Fatalnie dla Arki rozpoczął się ligowy rok 2009. Żółto-niebiescy zasłużenie przegrali z Jagiellonią w Białymstoku 0:3. Dwie bramki zdobył zdobył powracający po zagranicznych wojażach Tomasz Frankowski.
Na pewno nie tak wyobrażaliśmy sobie pierwsze spotkanie Arki o ligowe punkty w roku 2009. Jagiellonia przeważała już od pierwszych minut meczu i całkowicie sprawiedliwie zgarnęła trzy punkty. Dwie bramki zdobył powracający na polskie boiska Tomasz Frankowski - ale prawdziwym bohaterem meczu był Kamil Grosicki. 20 letni zawodnik Jagiellonii zaliczył dwie asysty, a swoimi rajdami raz po raz ośmieszał obrońców Arki.

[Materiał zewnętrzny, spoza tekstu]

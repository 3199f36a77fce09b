//! One-time unlock latch in front of the audio sink

use tracing::debug;

use super::AudioSink;

/// Holds back playback until the first user interaction.
///
/// A play request made while locked is remembered and issued on
/// [`unlock`](AudioGate::unlock). Once unlocked the gate stays open.
pub struct AudioGate {
    sink: Box<dyn AudioSink>,
    unlocked: bool,
    pending: Option<bool>,
}

impl AudioGate {
    pub fn new(sink: Box<dyn AudioSink>) -> Self {
        Self {
            sink,
            unlocked: false,
            pending: None,
        }
    }

    pub fn is_unlocked(&self) -> bool {
        self.unlocked
    }

    /// Open the gate, playing any deferred request
    pub fn unlock(&mut self) {
        if self.unlocked {
            return;
        }
        debug!("Audio playback unlocked");
        self.unlocked = true;
        if let Some(looped) = self.pending.take() {
            self.sink.play(looped);
        }
    }

    pub fn play(&mut self, looped: bool) {
        if self.unlocked {
            self.sink.play(looped);
        } else {
            debug!("Audio still locked, deferring playback");
            self.pending = Some(looped);
        }
    }

    /// Pause and rewind, dropping any deferred request
    pub fn silence(&mut self) {
        self.pending = None;
        if self.unlocked {
            self.sink.pause();
            self.sink.rewind();
        }
    }
}
//! Terminal bell alarm

use std::{io::Write, time::Duration};

use tokio::{runtime::Handle, task::JoinHandle, time::sleep};
use tracing::{debug, warn};

use super::AudioSink;

const BELL_PERIOD: Duration = Duration::from_secs(1);

/// Rings the ASCII bell on stdout, once a second while looping
#[derive(Default)]
pub struct TerminalBell {
    ringer: Option<JoinHandle<()>>,
}

impl TerminalBell {
    pub fn new() -> Self {
        Self::default()
    }

    fn stop_ringer(&mut self) {
        if let Some(ringer) = self.ringer.take() {
            ringer.abort();
        }
    }
}

impl AudioSink for TerminalBell {
    fn play(&mut self, looped: bool) {
        self.stop_ringer();

        let Ok(handle) = Handle::try_current() else {
            warn!("No runtime available, cannot ring terminal bell");
            return;
        };

        debug!("Ringing terminal bell (looped={})", looped);
        self.ringer = Some(handle.spawn(async move {
            loop {
                let mut stdout = std::io::stdout();
                if let Err(e) = stdout.write_all(b"\x07").and_then(|_| stdout.flush()) {
                    warn!("Failed to ring terminal bell: {}", e);
                    break;
                }
                if !looped {
                    break;
                }
                sleep(BELL_PERIOD).await;
            }
        }));
    }

    fn pause(&mut self) {
        self.stop_ringer();
    }

    fn rewind(&mut self) {}
}

impl Drop for TerminalBell {
    fn drop(&mut self) {
        self.stop_ringer();
    }
}
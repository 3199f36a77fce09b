use std::sync::{Arc, Mutex};

use axum::{
    body::{to_bytes, Body},
    http::{Method, Request, StatusCode},
    Router,
};
use serde_json::{json, Value};
use tower::ServiceExt;

use countdown_timer::{
    audio::AudioSink,
    create_router,
    state::{AppState, Preset},
};

#[derive(Clone, Default)]
struct RecordingAudio(Arc<Mutex<Vec<String>>>);

impl RecordingAudio {
    fn calls(&self) -> Vec<String> {
        self.0.lock().unwrap().clone()
    }
}

impl AudioSink for RecordingAudio {
    fn play(&mut self, looped: bool) {
        self.0.lock().unwrap().push(format!("play looped={looped}"));
    }
    fn pause(&mut self) {
        self.0.lock().unwrap().push("pause".to_string());
    }
    fn rewind(&mut self) {
        self.0.lock().unwrap().push("rewind".to_string());
    }
}

fn setup() -> (Arc<AppState>, Router, RecordingAudio) {
    let audio = RecordingAudio::default();
    let state = Arc::new(AppState::new(
        0,
        "127.0.0.1".to_string(),
        vec![Preset::new("Tea", 180), Preset::new("Ninety", 90)],
        Box::new(audio.clone()),
    ));
    let router = create_router(Arc::clone(&state));
    (state, router, audio)
}

async fn call(router: &Router, method: Method, uri: &str, body: Option<Value>) -> (StatusCode, Value) {
    let mut request = Request::builder().method(method).uri(uri);
    let body = match body {
        Some(json) => {
            request = request.header("content-type", "application/json");
            Body::from(json.to_string())
        }
        None => Body::empty(),
    };

    let response = router
        .clone()
        .oneshot(request.body(body).unwrap())
        .await
        .unwrap();
    let status = response.status();
    let bytes = to_bytes(response.into_body(), usize::MAX).await.unwrap();
    let value = if bytes.is_empty() {
        Value::Null
    } else {
        serde_json::from_slice(&bytes).unwrap()
    };
    (status, value)
}

#[tokio::test]
async fn health_reports_ok() {
    let (_, router, _) = setup();
    let (status, body) = call(&router, Method::GET, "/health", None).await;
    assert_eq!(status, StatusCode::OK);
    assert_eq!(body["status"], "ok");
}

#[tokio::test]
async fn initial_status_is_idle() {
    let (_, router, _) = setup();
    let (status, body) = call(&router, Method::GET, "/status", None).await;
    assert_eq!(status, StatusCode::OK);
    assert_eq!(body["timer"]["phase"], "initial");
    assert_eq!(body["timer"]["display"], "00:00:00");
    assert_eq!(body["timer"]["controls"]["start"], true);
    assert_eq!(body["timer"]["sound_label"], "Sound: On");
    assert_eq!(body["timer"]["theme"], "light");
    assert!(body["last_action"].is_null());
}

#[tokio::test]
async fn start_with_body_runs_countdown() {
    let (_, router, _) = setup();
    let (status, body) = call(
        &router,
        Method::POST,
        "/start",
        Some(json!({"hours": 0, "minutes": "2", "seconds": 5})),
    )
    .await;

    assert_eq!(status, StatusCode::OK);
    assert_eq!(body["status"], "running");
    assert_eq!(body["timer"]["remaining_seconds"], 125);
    assert_eq!(body["timer"]["display"], "00:02:05");
    assert_eq!(body["timer"]["controls"]["pause"], true);
    assert_eq!(body["timer"]["controls"]["start"], false);
}

#[tokio::test]
async fn start_with_zero_stays_initial() {
    let (_, router, _) = setup();
    let (_, body) = call(
        &router,
        Method::POST,
        "/start",
        Some(json!({"hours": "abc", "minutes": null})),
    )
    .await;

    assert_eq!(body["status"], "initial");
    assert_eq!(body["timer"]["remaining_seconds"], 0);
    assert_eq!(body["timer"]["display"], "00:00:00");
}

#[tokio::test]
async fn edited_fields_are_used_by_start() {
    let (_, router, _) = setup();
    let (status, body) = call(
        &router,
        Method::PUT,
        "/time",
        Some(json!({"hours": "1", "minutes": "", "seconds": "30"})),
    )
    .await;
    assert_eq!(status, StatusCode::OK);
    assert_eq!(body["timer"]["fields"]["hours"], "1");

    let (_, body) = call(&router, Method::POST, "/start", None).await;
    assert_eq!(body["timer"]["remaining_seconds"], 3630);
}

#[tokio::test]
async fn pause_then_resume() {
    let (state, router, _) = setup();
    call(&router, Method::POST, "/start", Some(json!({"seconds": 10}))).await;
    for _ in 0..3 {
        state.tick(1).unwrap();
    }

    let (_, body) = call(&router, Method::POST, "/pause", None).await;
    assert_eq!(body["status"], "paused");
    assert_eq!(body["timer"]["remaining_seconds"], 7);
    assert_eq!(body["timer"]["controls"]["start_label"], "Resume");

    let (_, body) = call(&router, Method::POST, "/start", None).await;
    assert_eq!(body["status"], "running");
    assert_eq!(body["timer"]["remaining_seconds"], 7);
    assert_eq!(body["timer"]["last_set_seconds"], 10);
}

#[tokio::test]
async fn alarm_rings_until_stopped() {
    let (state, router, audio) = setup();
    call(&router, Method::POST, "/start", Some(json!({"seconds": 2}))).await;
    state.tick(1).unwrap();
    state.tick(1).unwrap();

    let (_, body) = call(&router, Method::GET, "/status", None).await;
    assert_eq!(body["timer"]["phase"], "alarm_ringing");
    assert_eq!(body["timer"]["controls"]["stop_alarm"], true);
    assert_eq!(body["timer"]["controls"]["alarm_animating"], true);
    assert_eq!(audio.calls(), vec!["play looped=true"]);

    let (_, body) = call(&router, Method::POST, "/pause", None).await;
    assert_eq!(body["status"], "alarm_ringing");

    let (_, body) = call(&router, Method::POST, "/stop-alarm", None).await;
    assert_eq!(body["status"], "initial");
    assert_eq!(audio.calls(), vec!["play looped=true", "pause", "rewind"]);
}

#[tokio::test]
async fn muted_timer_finishes_quietly() {
    let (state, router, audio) = setup();
    let (_, body) = call(&router, Method::POST, "/sound/toggle", None).await;
    assert_eq!(body["timer"]["sound_enabled"], false);
    assert_eq!(body["timer"]["sound_label"], "Sound: Off");

    call(&router, Method::POST, "/start", Some(json!({"seconds": 1}))).await;
    state.tick(1).unwrap();

    let (_, body) = call(&router, Method::GET, "/status", None).await;
    assert_eq!(body["timer"]["phase"], "finished");
    assert!(audio.calls().is_empty());
}

#[tokio::test]
async fn reset_clears_everything() {
    let (_, router, _) = setup();
    call(&router, Method::POST, "/start", Some(json!({"seconds": 5}))).await;

    let (_, body) = call(&router, Method::POST, "/reset", None).await;
    assert_eq!(body["status"], "initial");
    assert_eq!(body["timer"]["remaining_seconds"], 0);
    assert_eq!(body["timer"]["last_set_seconds"], 0);
    assert_eq!(body["timer"]["display"], "00:00:00");
}

#[tokio::test]
async fn presets_are_listed_and_applied() {
    let (_, router, _) = setup();
    let (_, body) = call(&router, Method::GET, "/presets", None).await;
    assert_eq!(body["presets"][0]["label"], "Tea");
    assert_eq!(body["presets"][1]["seconds"], 90);

    call(&router, Method::POST, "/start", Some(json!({"seconds": 300}))).await;
    call(&router, Method::POST, "/pause", None).await;

    let (status, body) = call(&router, Method::POST, "/presets/Ninety", None).await;
    assert_eq!(status, StatusCode::OK);
    assert_eq!(body["status"], "initial");
    assert_eq!(body["timer"]["remaining_seconds"], 90);
    assert_eq!(body["timer"]["last_set_seconds"], 90);
    assert_eq!(body["timer"]["display"], "00:01:30");
}

#[tokio::test]
async fn unknown_preset_is_not_found() {
    let (_, router, _) = setup();
    let (status, _) = call(&router, Method::POST, "/presets/Soup", None).await;
    assert_eq!(status, StatusCode::NOT_FOUND);
}

#[tokio::test]
async fn theme_toggle_flips_label() {
    let (_, router, _) = setup();
    let (_, body) = call(&router, Method::POST, "/theme/toggle", None).await;
    assert_eq!(body["timer"]["theme"], "dark");
    assert_eq!(body["timer"]["theme_label"], "Light Mode");

    let (_, body) = call(&router, Method::GET, "/status", None).await;
    assert_eq!(body["last_action"], "toggle-theme");
}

Z taką grą jak dzisiaj ciężko realnie myśleć o sukcesie za tydzień w Zabrzu, trener Michniewicz musi koniecznie zmienić coś w drużynie w ciągu najbliższego tygodnia. Może rozwiązaniem okażą się Scherfchen oraz Ljubenov.
Jagiellonia: Rafał Gikiewicz - Alexis Patricio Norambuena Ruz, Pavol Staňo, Andrius Skerla, Krzysztof Król, Bruno, Hermes, Paweł Zawistowski (75, Damir Kojašević), Dariusz Jarecki (64, Igor Lewczuk), Tomasz Frankowski, Kamil Grosicki (85, Michał Fidziukiewicz) Arka: Norbert Witkowski - Łukasz Kowalski, Dariusz Żuraw, Michał Łabędzki, Błażej Telichowski, Bartosz Karwan (46, Marcin Wachowicz), Dariusz Ulanowski, Bartosz Ława, Marcin Pietroń (58, Przemysław Trytko), Damian Nawrocik (72, Olgierd Moskalewicz), Zbigniew Zakrzewski bramki:Tomasz Frankowski 26, 29, Paweł Zawistowski 74 żółta kartka: Zakrzewski. sędziował: Paweł Gil (Lublin).